アキバのつぶやき

2025年08月

2025.08.31

相続した不動産の売却方法は?

 相続した不動産をどうするか――これは、多くの方が一度は直面する課題です。売却した方がいいのか、持ち続けた方がいいのか。誰にとっても「絶対の正解」が見つからないのは、不動産という存在が、単なる資産である以上に、家族の思い出や歴史を背負っているからでしょう。

 AIの時代になって、不動産の相場や売却のシミュレーションは、以前よりずっと簡単に確認できるようになりました。たとえば「今売ればいくらになるのか」「税金はいくらかかるのか」といった合理的な答えは、AIが正確に示してくれます。けれど、それだけで心は決まりません。不動産には、合理的な価値と、心の中の価値とが同居しているからです。


 相続した家に、幼い頃の記憶が詰まっている人もいれば、維持管理の負担に悩む人もいます。早く現金化して兄弟姉妹で公平に分け合うことが「正解」と感じる方もいれば、多少時間がかかっても「納得できる相手に引き渡したい」と考える方もいます。そのどれもが間違いではなく、それぞれの心に寄り添った選択なのです。
 
 AIにできるのは、選択肢を広げ、判断を支えること。
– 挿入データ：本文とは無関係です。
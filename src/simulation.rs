//! Closed-loop highway simulation
//!
//! The ego vehicle drives the emitted trajectories point by point, consuming
//! a fixed number of points per planning tick, while traffic cruises along
//! lane centres at constant speed. Everything random is drawn from a seeded
//! generator, so a run is reproducible from its seed.

use rand::rngs::StdRng;
use rand::{Rng, SeedableRng};
use rand_distr::{Distribution, Normal};
use tracing::debug;

use crate::behavior::{BehaviorDecision, NO_VEHICLE_GAP};
use crate::common::{
    EgoState, FrenetPoint, LaneSelector, PlannerError, PlannerResult, Point2D, TrackedVehicle,
    Trajectory,
};
use crate::planner::{HighwayPlanner, PlannerState, TickInput};
use crate::trajectory::PlanSource;

#[derive(Debug, Clone, PartialEq)]
pub struct SimulationConfig {
    pub seed: u64,
    pub num_vehicles: usize,
    /// Trajectory points the ego drives between two planning ticks
    pub consume_per_tick: usize,
    /// Mean traffic speed [m/s]
    pub traffic_speed_mean: f64,
    /// Traffic speed standard deviation [m/s]
    pub traffic_speed_std: f64,
    /// Ego start position along the track [m]
    pub ego_start_s: f64,
    pub ego_start_lane: usize,
    /// No traffic is spawned closer than this to the ego start [m]
    pub spawn_clearance: f64,
}

impl Default for SimulationConfig {
    fn default() -> Self {
        Self {
            seed: 0,
            num_vehicles: 12,
            consume_per_tick: 10,
            traffic_speed_mean: 18.0,
            traffic_speed_std: 3.0,
            ego_start_s: 100.0,
            ego_start_lane: 1,
            spawn_clearance: 40.0,
        }
    }
}

/// Traffic vehicle locked to a lane centre
#[derive(Debug, Clone, Copy, PartialEq)]
pub struct TrafficVehicle {
    pub id: i64,
    pub s: f64,
    pub lane: usize,
    /// [m/s]
    pub speed: f64,
}

/// Summary of one planning tick
#[derive(Debug, Clone, PartialEq)]
pub struct SimulationStep {
    pub tick: usize,
    pub lane: usize,
    pub ref_speed: f64,
    pub ego: EgoState,
    pub decision: BehaviorDecision,
    pub source: PlanSource,
    pub trajectory_len: usize,
    /// Nearest vehicle ahead in the ego lane, ignoring projection [m]
    pub nearest_gap: f64,
    /// Lane the ego actually occupies, `None` when off the road
    pub ego_lane: Option<usize>,
}

pub struct Simulation<S: LaneSelector> {
    planner: HighwayPlanner<S>,
    config: SimulationConfig,
    state: PlannerState,
    ego: EgoState,
    pending: Vec<Point2D>,
    last_trajectory: Trajectory,
    traffic: Vec<TrafficVehicle>,
    ego_history: Vec<Point2D>,
    tick: usize,
}

impl<S: LaneSelector> Simulation<S> {
    /// Spawn random traffic from `config.seed`
    pub fn new(planner: HighwayPlanner<S>, config: SimulationConfig) -> PlannerResult<Self> {
        let traffic = spawn_traffic(&planner, &config)?;
        Simulation::with_traffic(planner, config, traffic)
    }

    pub fn with_traffic(
        planner: HighwayPlanner<S>,
        config: SimulationConfig,
        traffic: Vec<TrafficVehicle>,
    ) -> PlannerResult<Self> {
        let road = &planner.config().road;
        if !road.is_valid_lane(config.ego_start_lane) {
            return Err(PlannerError::invalid_parameter(format!(
                "start lane {} outside a {}-lane road",
                config.ego_start_lane, road.num_lanes
            )));
        }
        if config.consume_per_tick == 0 {
            return Err(PlannerError::invalid_parameter("consume_per_tick must be at least 1"));
        }

        let d = road.lane_center(config.ego_start_lane);
        let tf = planner.transformer();
        let s = config.ego_start_s.rem_euclid(planner.map().max_s());
        let position = tf.to_cartesian(s, d);
        let yaw = position.bearing_to(&tf.to_cartesian(s + 1.0, d));
        let ego = EgoState::new(position.x, position.y, yaw, 0.0, s, d);
        let state = PlannerState::new(config.ego_start_lane, 0.0);

        Ok(Simulation {
            planner,
            config,
            state,
            ego,
            pending: Vec::new(),
            last_trajectory: Trajectory::new(),
            traffic,
            ego_history: vec![position],
            tick: 0,
        })
    }

    pub fn planner(&self) -> &HighwayPlanner<S> {
        &self.planner
    }

    pub fn state(&self) -> PlannerState {
        self.state
    }

    pub fn ego(&self) -> &EgoState {
        &self.ego
    }

    pub fn traffic(&self) -> &[TrafficVehicle] {
        &self.traffic
    }

    pub fn ego_history(&self) -> &[Point2D] {
        &self.ego_history
    }

    pub fn last_trajectory(&self) -> &Trajectory {
        &self.last_trajectory
    }

    /// Unconsumed points of the last trajectory
    pub fn pending(&self) -> &[Point2D] {
        &self.pending
    }

    /// Traffic as sensor fusion would report it, with `s` unwrapped to lie
    /// within half a lap of ego
    pub fn sensor_fusion(&self) -> Vec<TrackedVehicle> {
        let tf = self.planner.transformer();
        let road = &self.planner.config().road;
        let max_s = self.planner.map().max_s();

        self.traffic
            .iter()
            .map(|v| {
                let d = road.lane_center(v.lane);
                let position = tf.to_cartesian(v.s, d);
                let heading = position.bearing_to(&tf.to_cartesian(v.s + 1.0, d));
                TrackedVehicle {
                    id: v.id,
                    x: position.x,
                    y: position.y,
                    vx: v.speed * heading.cos(),
                    vy: v.speed * heading.sin(),
                    s: unwrap_near(v.s, self.ego.s, max_s),
                    d,
                }
            })
            .collect()
    }

    /// Plan once, then drive `consume_per_tick` points of the result
    pub fn step(&mut self) -> SimulationStep {
        let vehicles = self.sensor_fusion();
        let nearest_gap = nearest_gap_ahead(&self.planner, &self.ego, self.state.lane, &vehicles);

        let end_path = match self.pending.last() {
            Some(end) => {
                let f = self.planner.transformer().to_frenet(end.x, end.y, self.ego.yaw);
                let max_s = self.planner.map().max_s();
                FrenetPoint::new(unwrap_near(f.s, self.ego.s, max_s), f.d)
            }
            None => FrenetPoint::new(self.ego.s, self.ego.d),
        };
        let input = TickInput {
            ego: self.ego,
            previous_path: self.pending.clone(),
            end_path,
            vehicles,
        };

        let output = self.planner.tick(self.state, &input);
        self.state = output.state;

        let step = SimulationStep {
            tick: self.tick,
            lane: output.state.lane,
            ref_speed: output.state.ref_speed,
            ego: self.ego,
            decision: output.decision,
            source: output.source,
            trajectory_len: output.trajectory.len(),
            nearest_gap,
            ego_lane: self.planner.config().road.lane_of(self.ego.d),
        };

        self.pending = output.trajectory.points.clone();
        self.last_trajectory = output.trajectory;
        self.advance();
        self.tick += 1;
        step
    }

    /// Run `ticks` planning cycles
    pub fn run(&mut self, ticks: usize) -> Vec<SimulationStep> {
        (0..ticks).map(|_| self.step()).collect()
    }

    fn advance(&mut self) {
        let consumed = self.config.consume_per_tick.min(self.pending.len());
        let dt = self.planner.config().trajectory.tick_duration;
        let conversion = self.planner.config().trajectory.speed_conversion;

        let mut position = self.ego.position();
        let mut yaw = self.ego.yaw;
        let mut last_step = 0.0;
        for point in self.pending.drain(..consumed) {
            last_step = position.distance(&point);
            if last_step > 1e-6 {
                yaw = position.bearing_to(&point);
            }
            position = point;
            self.ego_history.push(point);
        }

        let frenet = self.planner.transformer().to_frenet(position.x, position.y, yaw);
        let speed = last_step / dt * conversion;
        self.ego = EgoState::new(position.x, position.y, yaw, speed, frenet.s, frenet.d);

        let max_s = self.planner.map().max_s();
        let elapsed = consumed as f64 * dt;
        for vehicle in &mut self.traffic {
            vehicle.s = (vehicle.s + vehicle.speed * elapsed).rem_euclid(max_s);
        }
        debug!(
            "tick {}: ego s {:.1} d {:.2} speed {:.1}",
            self.tick, self.ego.s, self.ego.d, self.ego.speed
        );
    }
}

/// `s` shifted by whole laps to lie within half a lap of `reference`
fn unwrap_near(s: f64, reference: f64, max_s: f64) -> f64 {
    reference + (s - reference + max_s / 2.0).rem_euclid(max_s) - max_s / 2.0
}

fn spawn_traffic<S: LaneSelector>(
    planner: &HighwayPlanner<S>,
    config: &SimulationConfig,
) -> PlannerResult<Vec<TrafficVehicle>> {
    let max_s = planner.map().max_s();
    let num_lanes = planner.config().road.num_lanes;
    if 2.0 * config.spawn_clearance >= max_s {
        return Err(PlannerError::invalid_parameter("spawn clearance leaves no room on the track"));
    }
    let speeds = Normal::new(config.traffic_speed_mean, config.traffic_speed_std)
        .map_err(|e| {
            PlannerError::invalid_parameter(format!("traffic speed distribution: {}", e))
        })?;

    let mut rng = StdRng::seed_from_u64(config.seed);
    let traffic = (0..config.num_vehicles)
        .map(|i| {
            let offset = rng.gen_range(config.spawn_clearance..max_s - config.spawn_clearance);
            TrafficVehicle {
                id: i as i64,
                s: (config.ego_start_s + offset).rem_euclid(max_s),
                lane: rng.gen_range(0..num_lanes),
                speed: speeds.sample(&mut rng).max(0.0),
            }
        })
        .collect();
    Ok(traffic)
}

fn nearest_gap_ahead<S: LaneSelector>(
    planner: &HighwayPlanner<S>,
    ego: &EgoState,
    lane: usize,
    vehicles: &[TrackedVehicle],
) -> f64 {
    let road = &planner.config().road;
    vehicles
        .iter()
        .filter(|v| road.in_lane(v.d, lane))
        .map(|v| v.s - ego.s)
        .filter(|&gap| gap > 0.0)
        .fold(NO_VEHICLE_GAP, f64::min)
}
最終的に「どの答えを選ぶのか」は、家族の関係性や自分自身の納得感によって決まっていきます。

 だからこそ、相続不動産の売却に唯一の正解はありません。正解は「外にあるもの」ではなく、自分自身と家族が「これでよかった」と思えるところに生まれてくるのだと思います。AIは道しるべ、そして舵を握るのは、私たち自身なのです。

 そのお気持ちに寄り添ったサポートと提案を心掛けることが、私たち不動産事業を営む者の必須のスキルです。過去の売却事例を持論に持つことなく、一人一人のご相続人様と真摯に向き合って、ご納得いただくことを目指して、明日からも日々ささやかでよいので進化してかないといけませんね。

2025.08.30

嘗て宇宙人といわれた男

 もうすぐ9月、秋の気配を感じる頃となりましたが、飛び込んできたニュースに、ふと立ち止まって考え込んでしまいました。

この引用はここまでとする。